火災で亡くなった人の多くが 煙による『一酸化炭素中毒』
新潟市で過去5年間に発生した火災の件数をみると、去年の倍以上の34件となった今年の8月が一番多くなっています。
それでは、火事が起きた際に「煙からどう逃げる」べきなのか?
新潟市中央区にある、新潟市消防局の濃煙体験施設にうかがいました。
この濃煙体験施設は、天井までの高さが2.3m、通路の幅は1.7m、距離は10mちょっと。普段なら1分もかからずに通りぬけることができるこの場所で、火災の煙を模擬体験することができます。
【新潟市消防局予防課 笹川大範消防支長】
「思ったよりも視界が悪くなるので、壁をさわりながら…。煙は上へ上へと向かいますので、低い姿勢で進むようにしていただきたい」
実際の火事では、煙はかなりのスピードで充満しますが、実は「中性帯」と呼ばれるクリアな空気の層と煙の層との“境目”が発生します。

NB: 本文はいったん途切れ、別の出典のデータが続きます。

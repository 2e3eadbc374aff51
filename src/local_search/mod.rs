//! Local search improving complete tours.
//!
//! - [`VariableNeighborhoodDescent`] — First-improvement descent over seven moves
//! - [`SimulatedAnnealing`] — Same neighborhood under Metropolis acceptance
//!
//! Both evaluate only pairs drawn from [`CorrelatedNeighbors`] and share the
//! engine in [`LocalSearch`]; they differ only in their [`Acceptance`] rule.

mod acceptance;
mod engine;
mod moves;
mod neighbors;

use serde::{Deserialize, Serialize};

use crate::error::Result;

pub use acceptance::{Acceptance, Annealing, Descent, IMPROVEMENT_EPS};
pub use engine::{
    Improver, LocalSearch, SearchStats, SimulatedAnnealing, VariableNeighborhoodDescent,
};
pub use moves::Move;
pub use neighbors::CorrelatedNeighbors;

/// Selects the acceptance rule used after each construction.
#[derive(Debug, Clone, Copy, PartialEq, Default, Serialize, Deserialize)]
#[serde(tag = "type", rename_all = "snake_case")]
pub enum LocalSearchKind {
    #[default]
    Descent,
    Annealing {
        #[serde(default = "default_t_start")]
        t_start: f64,
        #[serde(default = "default_t_final")]
        t_final: f64,
        #[serde(default = "default_decay")]
        decay: f64,
    },
}

fn default_t_start() -> f64 {
    Annealing::DEFAULT_T_START
}

fn default_t_final() -> f64 {
    Annealing::DEFAULT_T_FINAL
}

fn default_decay() -> f64 {
    Annealing::DEFAULT_DECAY
}

impl LocalSearchKind {
    /// Annealing with the default schedule.
    pub fn annealing() -> Self {
        Self::Annealing {
            t_start: Annealing::DEFAULT_T_START,
            t_final: Annealing::DEFAULT_T_FINAL,
            decay: Annealing::DEFAULT_DECAY,
        }
    }

    /// # Errors
    ///
    /// [`GraspError::Config`](crate::error::GraspError::Config) for an
    /// invalid cooling schedule.
    pub fn validate(&self) -> Result<()> {
        match *self {
            Self::Descent => Ok(()),
            Self::Annealing {
                t_start,
                t_final,
                decay,
            } => acceptance::validate_schedule(t_start, t_final, decay),
        }
    }

    /// Instantiates the search.
    ///
    /// # Errors
    ///
    /// Same as [`validate`](Self::validate).
    pub fn build(self, seed: u64) -> Result<Box<dyn Improver>> {
        let improver: Box<dyn Improver> = match self {
            Self::Descent => Box::new(VariableNeighborhoodDescent::new(seed)),
            Self::Annealing {
                t_start,
                t_final,
                decay,
            } => Box::new(SimulatedAnnealing::new(t_start, t_final, decay, seed)?),
        };
        Ok(improver)
    }
}
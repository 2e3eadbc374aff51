//! TSPLIB coordinate reader.
//!
//! Reads the `NODE_COORD_SECTION` of a TSPLIB file: header lines are
//! skipped, then every `id x y` row is read until `EOF` or the next
//! `*_SECTION` marker. Coordinates are returned in order of appearance;
//! node ids are not checked.
//!
//! ```text
//! NAME : square4
//! TYPE : TSP
//! DIMENSION : 4
//! EDGE_WEIGHT_TYPE : EUC_2D
//! NODE_COORD_SECTION
//! 1 0 0
//! 2 1 0
//! 3 1 1
//! 4 0 1
//! EOF
//! ```

use std::path::Path;

use crate::error::{GraspError, Result};
use crate::models::Point;

/// Parses node coordinates from TSPLIB text.
///
/// # Errors
///
/// [`GraspError::Parse`] for a coordinate row without exactly three fields
/// or with a non-numeric coordinate.
///
/// # Examples
///
/// ```
/// use u_grasp::tsplib::parse_node_coords;
///
/// let points = parse_node_coords("DIMENSION : 2\nNODE_COORD_SECTION\n1 0 0\n2 3 4\nEOF\n").unwrap();
/// assert_eq!(points.len(), 2);
/// assert_eq!(points[0].distance_to(&points[1]), 5.0);
/// ```
pub fn parse_node_coords(text: &str) -> Result<Vec<Point>> {
    let mut points = Vec::new();
    let mut in_section = false;

    for (idx, raw) in text.lines().enumerate() {
        let line = raw.trim();
        if !in_section {
            in_section = line == "NODE_COORD_SECTION";
            continue;
        }
        if line == "EOF" || line.ends_with("_SECTION") {
            break;
        }
        if line.is_empty() {
            continue;
        }
        points.push(parse_row(line, idx + 1)?);
    }

    Ok(points)
}

/// Reads node coordinates from a TSPLIB file.
///
/// # Errors
///
/// [`GraspError::Io`] if the file can't be read, otherwise as
/// [`parse_node_coords`].
pub fn read_node_coords(path: impl AsRef<Path>) -> Result<Vec<Point>> {
    let text = std::fs::read_to_string(path)?;
    parse_node_coords(&text)
}

fn parse_row(line: &str, line_no: usize) -> Result<Point> {
    let fields: Vec<&str> = line.split_whitespace().collect();
    let [_, x, y] = fields.as_slice() else {
        return Err(GraspError::Parse {
            line: line_no,
            message: format!("expected `id x y`, got {} fields", fields.len()),
        });
    };
    let coord = |s: &str| {
        s.parse::<f64>().map_err(|e| GraspError::Parse {
            line: line_no,
            message: format!("bad coordinate {s:?}: {e}"),
        })
    };
    Ok(Point::new(coord(*x)?, coord(*y)?))
}

#[cfg(test)]
mod tests {
    use super::*;

    const SQUARE: &str = "NAME : square4
COMMENT : unit square
TYPE : TSP
DIMENSION : 4
EDGE_WEIGHT_TYPE : EUC_2D
NODE_COORD_SECTION
1 0 0
2 1 0
3 1 1
4 0 1
EOF
";

    #[test]
    fn test_parse_square() {
        let points = parse_node_coords(SQUARE).expect("valid file");
        assert_eq!(
            points,
            vec![
                Point::new(0.0, 0.0),
                Point::new(1.0, 0.0),
                Point::new(1.0, 1.0),
                Point::new(0.0, 1.0),
            ]
        );
    }

    #[test]
    fn test_stops_at_next_section() {
        let text = "NODE_COORD_SECTION\n1 2.5 3e1\n\n2 -1 4\nDISPLAY_DATA_SECTION\n1 9 9\n";
        let points = parse_node_coords(text).expect("valid file");
        assert_eq!(points, vec![Point::new(2.5, 30.0), Point::new(-1.0, 4.0)]);
    }

    #[test]
    fn test_no_section_is_empty() {
        assert!(parse_node_coords("NAME : x\nTYPE : TSP\n")
            .expect("no rows")
            .is_empty());
    }

    #[test]
    fn test_parse_errors_carry_line() {
        let err = parse_node_coords("NODE_COORD_SECTION\n1 0 0\n2 1\n").unwrap_err();
        match err {
            GraspError::Parse { line, .. } => assert_eq!(line, 3),
            other => panic!("unexpected error {other}"),
        }

        let err = parse_node_coords("HEADER\nNODE_COORD_SECTION\n1 0 abc\n").unwrap_err();
        assert!(matches!(err, GraspError::Parse { line: 3, .. }));
    }

    #[test]
    fn test_read_missing_file() {
        let err = read_node_coords("/nonexistent/instance.tsp").unwrap_err();
        assert!(matches!(err, GraspError::Io(_)));
    }
}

避難のポイントは、姿勢を低くしてこの『中性帯より下を進むこと』だそうです。
【記者レポート】
「少し下の方がクリアになっているのがわかると思うので、壁をさわりながら前に進んでいきたいと思いますて…」
ところが、煙がない時には1分もかからずに通り抜けられるはずの通路でも、煙の中ではおよそ1.5倍かかりました。
さらに、実際の火災の時には電気系統も損傷し、停電することもあります。
停電を想定した避難体験では、電気がついているときよりもさらに視界が悪く、時間も余計にかかりました。
建物によっては誘導灯が設置されている場所もありますので、視界が悪い中でも、こうした誘導灯を頼りながら避難することも有効です。
~『煙の中での避難方法』のまとめ~
(1)煙は上のほうに溜まります。煙の境目(中性帯)よりも下を逃げる。
(2)壁から手を離さない!必ず壁に手を添えて動きましょう。
視界が悪いため、どちらに向かっているのかがわからなくなります。
(3)日頃から自宅などの避難経路は整理整頓しておきましょう。
初めての施設では非常灯や誘導灯の場所を必ず確認しておくこと。
そしてもう一つ大切なことは『火災警報機』です。
火災警報機が鳴ることでより早い避難も可能になるのですが、新潟市消防局によりますと、電池切れなどのために設置したはずの『火災警報機』が、実際に作動しない場合もあるそうです。
火災警報機の設置が義務化されてから12年たちますが、きちんと作動するかどうかは定期的に確認することが重要だということです。
煙の特性や避難方法を知ることで、万が一、火災に遭った場合でも落ち着いた避難をすることができます。